Well, we’re almost done with the first batch of hearings of the U. S. House Select Committee on the January 6 Attack. There will be more in July, but there’s a particular lesson to be learned from what we’ve already seen, and I for one think it should be taken to heart before going any further down this road.
Not to put too fine a point on it, but when it comes to demographics, most white folks (58%) voted for Trump in 2020 while most people of color voted for Biden (61% to 87% depending on which group). So white folks voting for Democrats is a bit of “out of tribe” behavior.
What we have already seen from at least some of these white folks is an over emphasis on the bravery of other white folks like Mike Pence and Liz Cheney, while providing the caveat that “I don’t agree with them on virtually anything politically, but I admire that they…blah blah blah.”
Now, I admit that Ms. Cheney is the most fascinating member of the committee and has really good hair (hella good hair, I think it’s called these days by younger folks).
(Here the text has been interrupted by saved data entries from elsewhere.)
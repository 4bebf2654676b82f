// [[AXON]]/apps/kernel-server/src/gateway/sessions.rs
// Purpose: Live-session table with per-tenant caps and TTL sweeping.
// Architecture: Gateway Layer
// Dependencies: dashmap, tokio

use chrono::Utc;
use dashmap::DashMap;
use std::collections::HashSet;
use std::sync::Mutex;
use tokio::sync::mpsc;
use tokio_util::sync::CancellationToken;
use uuid::Uuid;

use crate::error::KernelError;
use crate::models::Session;
use crate::protocol::Frame;

/// What the writer pump consumes.
#[derive(Debug)]
pub enum OutFrame {
    Frame(Frame),
    Close { code: u16, reason: String },
}

pub struct SessionEntry {
    pub session: Mutex<Session>,
    /// Bounded: a slow client applies backpressure to whoever notifies it.
    pub sender: mpsc::Sender<OutFrame>,
    /// Cancelling this cancels every in-flight handler of the session.
    pub cancel: CancellationToken,
    pub subscriptions: Mutex<HashSet<String>>,
}

impl SessionEntry {
    pub fn tenant_id(&self) -> Uuid {
        self.session.lock().unwrap_or_else(|e| e.into_inner()).tenant_id
    }

    pub fn touch(&self) {
        let mut session = self.session.lock().unwrap_or_else(|e| e.into_inner());
        session.last_activity = Utc::now();
    }

    pub fn subscribed_to(&self, topic: &str) -> bool {
        self.subscriptions
            .lock()
            .unwrap_or_else(|e| e.into_inner())
            .contains(topic)
    }

    pub fn set_subscriptions(&self, topics: HashSet<String>) {
        *self
            .subscriptions
            .lock()
            .unwrap_or_else(|e| e.into_inner()) = topics;
    }
}

/// Concurrent map of live connections keyed by session id, plus per-tenant
/// counters enforcing the session cap.
pub struct SessionTable {
    sessions: DashMap<Uuid, std::sync::Arc<SessionEntry>>,
    per_tenant: DashMap<Uuid, usize>,
    max_connections: usize,
    max_per_tenant: usize,
}

impl SessionTable {
    pub fn new(max_connections: usize, max_per_tenant: usize) -> Self {
        SessionTable {
            sessions: DashMap::new(),
            per_tenant: DashMap::new(),
            max_connections,
            max_per_tenant,
        }
    }

    /// Register a new live session. The global and per-tenant caps are
    /// checked under the tenant counter entry so two racing handshakes
    /// cannot both slip past the limit.
    pub fn try_register(
        &self,
        session: Session,
        sender: mpsc::Sender<OutFrame>,
        cancel: CancellationToken,
    ) -> Result<std::sync::Arc<SessionEntry>, KernelError> {
        if self.sessions.len() >= self.max_connections {
            return Err(KernelError::Busy("gateway at max_connections".into()));
        }
        let tenant_id = session.tenant_id;
        {
            let mut count = self.per_tenant.entry(tenant_id).or_insert(0);
            if *count >= self.max_per_tenant {
                return Err(KernelError::Busy(format!(
                    "tenant at max sessions ({})",
                    self.max_per_tenant
                )));
            }
            *count += 1;
        }
        let entry = std::sync::Arc::new(SessionEntry {
            subscriptions: Mutex::new(session.subscriptions.clone()),
            session: Mutex::new(session.clone()),
            sender,
            cancel,
        });
        self.sessions.insert(session.id, entry.clone());
        crate::observability::record_connections(self.sessions.len());
        Ok(entry)
    }

    pub fn remove(&self, session_id: Uuid) -> Option<std::sync::Arc<SessionEntry>> {
        let (_, entry) = self.sessions.remove(&session_id)?;
        let tenant_id = entry.tenant_id();
        if let Some(mut count) = self.per_tenant.get_mut(&tenant_id) {
            *count = count.saturating_sub(1);
        }
        entry.cancel.cancel();
        crate::observability::record_connections(self.sessions.len());
        Some(entry)
    }

    pub fn get(&self, session_id: Uuid) -> Option<std::sync::Arc<SessionEntry>> {
        self.sessions.get(&session_id).map(|e| e.value().clone())
    }

    pub fn count(&self) -> usize {
        self.sessions.len()
    }

    pub fn count_for_tenant(&self, tenant_id: Uuid) -> usize {
        self.per_tenant.get(&tenant_id).map(|c| *c).unwrap_or(0)
    }

    /// All live entries; used by the drain broadcast.
    pub fn entries(&self) -> Vec<std::sync::Arc<SessionEntry>> {
        self.sessions.iter().map(|e| e.value().clone()).collect()
    }

    /// Drop sessions whose TTL lapsed; the reaper task calls this on an
    /// interval. Returns the ids that were removed.
    pub fn sweep_expired(&self) -> Vec<Uuid> {
        let now = Utc::now();
        let expired: Vec<Uuid> = self
            .sessions
            .iter()
            .filter(|e| {
                e.value()
                    .session
                    .lock()
                    .unwrap_or_else(|p| p.into_inner())
                    .expired_at(now)
            })
            .map(|e| *e.key())
            .collect();
        for id in &expired {
            self.remove(*id);
        }
        expired
    }
}

#[cfg(test)]
mod tests {
    use super::*;
    use crate::models::SessionMode;

    fn session(tenant: Uuid) -> Session {
        Session {
            id: Uuid::new_v4(),
            agent_id: "a1".to_string(),
            tenant_id: tenant,
            mode: SessionMode::Agent,
            created_at: Utc::now(),
            last_activity: Utc::now(),
            ttl_secs: 3600,
            refresh_token_hash: None,
            subscriptions: HashSet::new(),
        }
    }

    fn register(table: &SessionTable, tenant: Uuid) -> Result<Uuid, KernelError> {
        let (tx, _rx) = mpsc::channel(4);
        let s = session(tenant);
        let id = s.id;
        table
            .try_register(s, tx, CancellationToken::new())
            .map(|_| id)
    }

    #[test]
    fn per_tenant_cap_is_exact() {
        let table = SessionTable::new(100, 3);
        let tenant = Uuid::new_v4();
        for _ in 0..3 {
            assert!(register(&table, tenant).is_ok());
        }
        // The (N+1)th session for the tenant is refused.
        assert!(register(&table, tenant).is_err());
        // Another tenant is unaffected.
        assert!(register(&table, Uuid::new_v4()).is_ok());
    }

    #[test]
    fn global_cap_is_exact() {
        let table = SessionTable::new(2, 10);
        let t = Uuid::new_v4();
        assert!(register(&table, t).is_ok());
        assert!(register(&table, t).is_ok());
        assert!(register(&table, Uuid::new_v4()).is_err());
    }

    #[test]
    fn remove_releases_the_tenant_slot() {
        let table = SessionTable::new(10, 1);
        let tenant = Uuid::new_v4();
        let id = register(&table, tenant).unwrap();
        assert!(register(&table, tenant).is_err());
        table.remove(id);
        assert!(register(&table, tenant).is_ok());
    }

    #[test]
    fn remove_cancels_the_session_token() {
        let table = SessionTable::new(10, 10);
        let (tx, _rx) = mpsc::channel(4);
        let token = CancellationToken::new();
        let s = session(Uuid::new_v4());
        let id = s.id;
        table.try_register(s, tx, token.clone()).unwrap();
        assert!(!token.is_cancelled());
        table.remove(id);
        assert!(token.is_cancelled());
    }

    #[test]
    fn ttl_sweep_removes_idle_sessions() {
        let table = SessionTable::new(10, 10);
        let (tx, _rx) = mpsc::channel(4);
        let mut s = session(Uuid::new_v4());
        s.ttl_secs = 1;
        s.last_activity = Utc::now() - chrono::Duration::seconds(120);
        let id = s.id;
        table
            .try_register(s, tx, CancellationToken::new())
            .unwrap();
        let swept = table.sweep_expired();
        assert_eq!(swept, vec![id]);
        assert_eq!(table.count(), 0);
    }
}
// [[AXON]]/apps/kernel-server/src/main.rs
// Purpose: Entry point. Builds the kernel, spawns the listeners and loops, drives drain.
// Architecture: Application Boot
// Dependencies: Tokio, Axum, sqlx, redis

mod assignment;
mod auth;
mod cache;
mod config;
mod documents;
mod error;
mod events;
mod gateway;
mod http;
mod kernel;
mod models;
mod observability;
mod pipeline;
mod protocol;
mod redis_client;
mod repo;
mod resilience;
mod tools;
mod workflow;

use std::collections::HashMap;
use std::sync::Arc;
use std::time::Duration;

use crate::assignment::AssignmentEngine;
use crate::auth::Authenticator;
use crate::cache::eviction::spawn_eviction_loop;
use crate::cache::SemanticCache;
use crate::config::{AppConfig, Secrets};
use crate::documents::DocumentService;
use crate::events::EventBus;
use crate::kernel::Kernel;
use crate::pipeline::consumer::{EventHandler, StreamConsumer};
use crate::pipeline::handlers::{BusForwarder, TaskRequestHandler};
use crate::pipeline::producer::WebhookProducer;
use crate::redis_client::RedisClient;
use crate::repo::{Db, Repositories};
use crate::resilience::{BreakerRegistry, RateLimiterSet};
use crate::tools::{providers::builtin_providers, ToolRegistry};
use crate::workflow::steps::ScriptRegistry;
use crate::workflow::WorkflowExecutor;

#[tokio::main]
async fn main() -> anyhow::Result<()> {
    // Initialize tracing
    tracing_subscriber::fmt()
        .with_env_filter(
            tracing_subscriber::EnvFilter::from_default_env()
                .add_directive("axon_kernel=debug".parse()?)
                .add_directive("tower_http=info".parse()?),
        )
        .init();

    tracing::info!("Initializing AXON Kernel...");

    let cfg = AppConfig::load()?;
    let secrets = Secrets::from_env()?;
    let metrics_handle = observability::init_metrics()?;

    // === STORAGE & UPSTREAMS ===
    let breakers = Arc::new(BreakerRegistry::new(cfg.breaker.clone()));
    let db = Db::connect(
        &secrets.database_url,
        secrets.database_read_url.as_deref(),
        &cfg.database,
    )
    .await
    .map_err(|e| anyhow::anyhow!("database init failed: {}", e))?;
    let repos = Repositories::new(db);

    let redis = RedisClient::connect(&secrets.redis_url, &breakers)
        .await
        .map_err(|e| anyhow::anyhow!("redis init failed: {}", e))?;

    // === SERVICES ===
    let events = EventBus::new(1024);
    let limits = Arc::new(RateLimiterSet::new(cfg.rate_limit.clone()));
    let engine = Arc::new(AssignmentEngine::new(repos.clone(), cfg.assignment.clone()));
    let cache = Arc::new(SemanticCache::new(
        cfg.cache.clone(),
        Some(redis.clone()),
        Some(repos.cache_meta.clone()),
        limits.clone(),
        &secrets.tenant_master_key,
    ));
    let http_client = reqwest::Client::builder()
        .timeout(Duration::from_secs(30))
        .build()?;
    let tools = Arc::new(ToolRegistry::new(builtin_providers(
        http_client.clone(),
        &breakers,
    )));
    let executor = WorkflowExecutor::new(
        repos.clone(),
        engine.clone(),
        breakers.clone(),
        http_client,
        events.clone(),
        cfg.workflow.clone(),
        ScriptRegistry::new(),
    );
    let documents = Arc::new(DocumentService::new(repos.clone(), events.clone()));
    let auth = Arc::new(Authenticator::new(&secrets.jwt_secret));

    // === RECOVERY ===
    // A previous process may have died mid-execution; settle those rows
    // before accepting new work, and rebuild the similarity index from the
    // durable cache metadata.
    match executor.recover_stranded().await {
        Ok(0) => {}
        Ok(n) => tracing::warn!("recovered {} stranded workflow executions", n),
        Err(e) => tracing::warn!("stranded-execution recovery failed: {}", e),
    }
    match cache.rebuild_index().await {
        Ok(0) => {}
        Ok(n) => tracing::info!("rebuilt semantic cache index with {} embeddings", n),
        Err(e) => tracing::warn!("cache index rebuild failed: {}", e),
    }

    let kernel = Kernel::new(
        cfg.clone(),
        repos.clone(),
        Some(redis.clone()),
        events.clone(),
        engine.clone(),
        executor,
        cache.clone(),
        tools,
        documents,
        breakers,
        limits,
        auth,
    );

    // === EVENT PIPELINE ===
    let producer = Arc::new(WebhookProducer::new(
        redis.clone(),
        cfg.pipeline.clone(),
        secrets.webhook_secret.clone(),
    ));
    let mut stream_handlers: HashMap<String, Arc<dyn EventHandler>> = HashMap::new();
    stream_handlers.insert(
        "task.requested".to_string(),
        Arc::new(TaskRequestHandler {
            repos: repos.clone(),
            engine: engine.clone(),
        }),
    );
    stream_handlers.insert(
        "*".to_string(),
        Arc::new(BusForwarder {
            events: events.clone(),
        }),
    );
    let consumer = StreamConsumer::new(redis, cfg.pipeline.clone(), stream_handlers);
    if let Err(e) = consumer.ensure_group().await {
        tracing::warn!("consumer group setup failed (stream may appear later): {}", e);
    }
    let worker_handles = consumer.spawn_workers(kernel.shutdown.clone());

    // === BACKGROUND LOOPS ===
    let eviction_handle = spawn_eviction_loop(cache, kernel.shutdown.clone());
    let sweeper_handle = spawn_sweepers(kernel.clone());

    // === LISTENERS ===
    let gateway_task = tokio::spawn(gateway::serve(kernel.clone()));
    let admin_task = tokio::spawn(http::serve(http::AdminState {
        kernel: kernel.clone(),
        producer,
        metrics: metrics_handle,
    }));

    // === SHUTDOWN ===
    wait_for_signal().await;
    tracing::info!(
        "termination signal received; draining for {:?}",
        kernel.cfg.drain_window()
    );
    kernel.begin_drain();
    tokio::time::sleep(kernel.cfg.drain_window()).await;
    kernel.shutdown.cancel();

    for handle in worker_handles {
        let _ = handle.await;
    }
    let _ = eviction_handle.await;
    sweeper_handle.abort();
    let _ = tokio::time::timeout(Duration::from_secs(5), gateway_task).await;
    let _ = tokio::time::timeout(Duration::from_secs(5), admin_task).await;

    tracing::info!("AXON Kernel stopped cleanly");
    Ok(())
}

async fn wait_for_signal() {
    let ctrl_c = tokio::signal::ctrl_c();
    #[cfg(unix)]
    {
        let mut term = tokio::signal::unix::signal(tokio::signal::unix::SignalKind::terminate())
            .expect("failed to install SIGTERM handler");
        tokio::select! {
            _ = ctrl_c => {}
            _ = term.recv() => {}
        }
    }
    #[cfg(not(unix))]
    {
        let _ = ctrl_c.await;
    }
}

/// Periodic maintenance: expired sessions leave both tables; agents whose
/// heartbeat lapsed go offline and drop out of assignment snapshots.
fn spawn_sweepers(kernel: Arc<Kernel>) -> tokio::task::JoinHandle<()> {
    tokio::spawn(async move {
        let mut ticker = tokio::time::interval(Duration::from_secs(30));
        ticker.set_missed_tick_behavior(tokio::time::MissedTickBehavior::Delay);
        loop {
            tokio::select! {
                _ = kernel.shutdown.cancelled() => break,
                _ = ticker.tick() => {
                    let swept = kernel.sessions.sweep_expired();
                    if !swept.is_empty() {
                        tracing::info!("swept {} expired sessions", swept.len());
                    }
                    if let Err(e) = kernel.repos.sessions.sweep_expired().await {
                        tracing::debug!("session row sweep failed: {}", e);
                    }
                    match kernel
                        .repos
                        .agents
                        .sweep_offline(kernel.cfg.assignment.heartbeat_window_secs)
                        .await
                    {
                        Ok(flipped) if !flipped.is_empty() => {
                            for (tenant_id, agent_id) in &flipped {
                                tracing::info!("agent {} marked offline", agent_id);
                                kernel.engine.invalidate_snapshot(*tenant_id);
                                kernel.events.publish(crate::events::DomainEvent::new(
                                    Some(*tenant_id),
                                    crate::events::EventTopic::Agent,
                                    "agent.offline",
                                    serde_json::json!({"agent_id": agent_id}),
                                ));
                            }
                        }
                        Ok(_) => {}
                        Err(e) => tracing::debug!("agent offline sweep failed: {}", e),
                    }
                }
            }
        }
    })
}
// === WORKFLOWS ===

#[derive(Deserialize)]
pub struct WorkflowBody {
    pub name: String,
    pub workflow_type: WorkflowType,
    pub steps: Vec<WorkflowStep>,
}

pub async fn create_workflow(
    State(state): State<AdminState>,
    AdminPrincipal(principal): AdminPrincipal,
    Json(body): Json<WorkflowBody>,
) -> KernelResult<(StatusCode, Json<Value>)> {
    if body.steps.is_empty() {
        return Err(KernelError::InvalidInput("workflow needs at least one step".into()));
    }
    let now = Utc::now();
    let workflow = Workflow {
        id: Uuid::new_v4(),
        tenant_id: principal.tenant_id,
        name: body.name,
        workflow_type: body.workflow_type,
        steps: body.steps,
        version: 1,
        created_at: now,
        updated_at: now,
        deleted_at: None,
    };
    let workflow = state.kernel.repos.workflows.create(&workflow).await?;
    Ok((StatusCode::CREATED, Json(serde_json::to_value(&workflow).unwrap_or_default())))
}

#[derive(Deserialize)]
pub struct ListQuery {
    #[serde(default)]
    pub include_archived: bool,
}

pub async fn list_workflows(
    State(state): State<AdminState>,
    AdminPrincipal(principal): AdminPrincipal,
    Query(q): Query<ListQuery>,
) -> KernelResult<Json<Value>> {
    let workflows = state
        .kernel
        .repos
        .workflows
        .list(principal.tenant_id, q.include_archived)
        .await?;
    Ok(Json(json!({"workflows": workflows})))
}

pub async fn get_workflow(
    State(state): State<AdminState>,
    AdminPrincipal(principal): AdminPrincipal,
    Path(id): Path<Uuid>,
) -> KernelResult<Json<Value>> {
    let workflow = state.kernel.repos.workflows.get(principal.tenant_id, id).await?;
    Ok(Json(serde_json::to_value(workflow.as_ref()).unwrap_or_default()))
}

#[derive(Deserialize)]
pub struct UpdateWorkflowBody {
    pub name: String,
    pub workflow_type: WorkflowType,
    pub steps: Vec<WorkflowStep>,
    pub expected_version: i64,
}
async fn register_agent(kernel: &Arc<Kernel>, principal: &Principal) {
    let now = Utc::now();
    let agent = Agent {
        id: principal.agent_id.clone(),
        tenant_id: principal.tenant_id,
        capabilities: HashSet::new(),
        status: AgentStatus::Active,
        active_tasks: 0,
        queued_tasks: 0,
        success_rate: 1.0,
        avg_completion_secs: 0.0,
        availability: 1.0,
        cost_rate: None,
        last_heartbeat: now,
        registered_at: now,
    };
    if let Err(e) = kernel.repos.agents.upsert(&agent).await {
        tracing::warn!("agent registration for {} failed: {}", principal.agent_id, e);
    }
    kernel.engine.invalidate_snapshot(principal.tenant_id);
}

async fn reader_pump(
    kernel: Arc<Kernel>,
    mut ws_stream: SplitStream<WebSocket>,
    entry: Arc<SessionEntry>,
    out_tx: mpsc::Sender<OutFrame>,
    principal: Principal,
    session_id: Uuid,
) {
    let mut state = ConnState::Initializing;
    let mut last_pong = Instant::now();
    let inflight = Arc::new(AtomicUsize::new(0));
    let mut ping_timer = tokio::time::interval(kernel.cfg.ping_interval());
    ping_timer.set_missed_tick_behavior(tokio::time::MissedTickBehavior::Delay);
    ping_timer.reset(); // skip the immediate first tick

    loop {
        tokio::select! {
            _ = kernel.drain.cancelled(), if state != ConnState::Draining => {
                state = ConnState::Draining;
                let _ = out_tx
                    .send(OutFrame::Frame(Frame::notification(
                        methods::SHUTDOWN,
                        json!({"reason": "server shutting down"}),
                    )))
                    .await;
            }
            _ = entry.cancel.cancelled() => {
                // Final shutdown or forced revocation: close now.
                let _ = out_tx
                    .send(OutFrame::Close {
                        code: close_code::NORMAL,
                        reason: "shutdown".to_string(),
                    })
                    .await;
                break;
            }
            _ = ping_timer.tick() => {
                if last_pong.elapsed() > kernel.cfg.pong_timeout() {
                    tracing::warn!("session {} pong timeout", session_id);
                    let _ = out_tx
                        .send(OutFrame::Close {
                            code: close_code::POLICY_VIOLATION,
                            reason: "pong timeout".to_string(),
                        })
                        .await;
                    break;
                }
                let _ = out_tx.send(OutFrame::Frame(Frame::ping())).await;
            }
            incoming = ws_stream.next() => {
                let Some(incoming) = incoming else { break };
                let message = match incoming {
                    Ok(m) => m,
                    Err(e) => {
                        tracing::debug!("session {} read error: {}", session_id, e);
                        break;
                    }
                };
                entry.touch();
                let frame = match message {
                    Message::Text(text) => match Frame::decode_json(&text) {
                        Ok(frame) => frame,
                        Err(e) => {
                            let _ = out_tx
                                .send(OutFrame::Frame(Frame::error(
                                    None,
                                    rpc_code::INVALID_REQUEST,
                                    &format!("malformed frame: {}", e),
                                    None,
                                )))
                                .await;
                            continue;
                        }
                    },
                    Message::Binary(bytes) => match binary::decode_frame(&bytes) {
                        Ok(frame) => frame,
                        Err(e) => {
                            tracing::warn!("session {} sent invalid binary frame: {}", session_id, e);
                            let _ = out_tx
                                .send(OutFrame::Close {
                                    code: close_code::INVALID_MESSAGE,
                                    reason: "invalid-message".to_string(),
                                })
                                .await;
                            break;
                        }
                    },
                    Message::Pong(_) => {
                        last_pong = Instant::now();
                        continue;
                    }
                    Message::Ping(_) => continue, // transport answers these
                    Message::Close(_) => break,
                };

                match frame.kind {
                    FrameKind::Ping => {
                        let _ = out_tx.send(OutFrame::Frame(Frame::pong())).await;
                    }
                    FrameKind::Pong => {
                        last_pong = Instant::now();
                    }
                    FrameKind::Notification => {
                        if frame.method.as_deref() == Some(methods::INITIALIZED) {
                            if state == ConnState::Initializing {
                                state = ConnState::Ready;
                                tracing::debug!("session {} ready", session_id);
                            }
                        }
                        // Other client notifications carry no obligations.
                    }
                    FrameKind::Request => {
                        let done = handle_request(
                            &kernel,
                            &entry,
                            &out_tx,
                            &principal,
                            session_id,
                            state,
                            &inflight,
                            frame,
                        )
                        .await;
                        if done {
                            break;
                        }
                    }
                    FrameKind::Response | FrameKind::Error => {
                        // The server does not issue requests to clients.
                        tracing::debug!("session {} sent unsolicited {:?}", session_id, frame.kind);
                    }
                }
            }
        }
    }
}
But when she’s wrong, she’s really wrong. (Remember her opposing marriage equality and, by extension her own lesbian sister’s family?) Sure, she’s probably going to lose her seat in Congress, but she’s got all those Cheney millions to fall back on, right?
But honoring her oath of office to defend the Constitution of the United States—or doing her damned job—has earned Ms. Cheney widespread respect for her bravery. She, along with Ukrainian president Volodymyr Zelenskyy, have received the Profile in Courage award from the John F. Kennedy Library Foundation. I don’t suppose there’s a higher imprimatur of one’s “courage” than that.
Mike Pence honored his oath of office, too, by defending that same constitution. Technically, that was still just doing a day’s work. But even so, one shouldn’t have to do one’s job while running and hiding from a violent, seditious mob chanting “Hang Mike Pence” while the gallows for doing so were already erected. Of course, had he done what Trump was directing him to do, he might have kept his job as vice president. Yeah, but not a Profile in Courage, according to those Kennedy folks.
Now meet Arizona House Speaker Russell Bowers, who also received a Profile in Courage award this year and whose testimony at Tuesday’s hearing was powerful and emotional. He spoke eloquently about his duty to his oath to defend our constitution, his voice faltering as he described his foundational beliefs in the divine inspiration of the document, and the havoc let loose on he and his family by Trump supporters after his refusal to go along with the scheme to decertify the Arizona election.
He talked about the pain of being turned on by his friends with such rancor when he choose to stand almost alone among Arizona Republicans. I must admit to being truly impressed with his testimony, and I wasn’t alone.
But then the news broke that Bowers had told the Associated Press that, given a Biden vs. Trump face-off in 2024, he would again vote for Trump. One can only assume that his oath is only part of his day job, and that privately it isn’t his responsibility to try to prevent the presidency from going back to the very man he’s been awarded and praised for standing against in an effort to overthrow a legitimate election.
Basically, as far as Bowers is concerned, what Trump et al. did isn’t disqualifying, because, well, Trump made the trains run on time.
Shaye Moss also testified on Tuesday, and she also received a Profile in Courage award last month. Ms. Moss was a Georgia elections worker who, with her mother, drew the fire of Trump and Giuliani in their attempt to cast doubt on the Georgia election results. While Bowers’ testimony was at times emotional but always polished, Ms. Moss told her story, and it was raw in the telling.
It was a family story of three Black women, including her grandmother, who had been targeted simply to further one part of a multi-tiered conspiracy to keep Trump in power. Her feelings and fears, displayed so openly, told as much of the story as her words. There were moments when the camera, showing her full face and not a profile, projected an image of her pain almost too potent to watch.
So when thinking of these other “profiles in courage,” please keep in mind that a profile only shows one side of one’s face.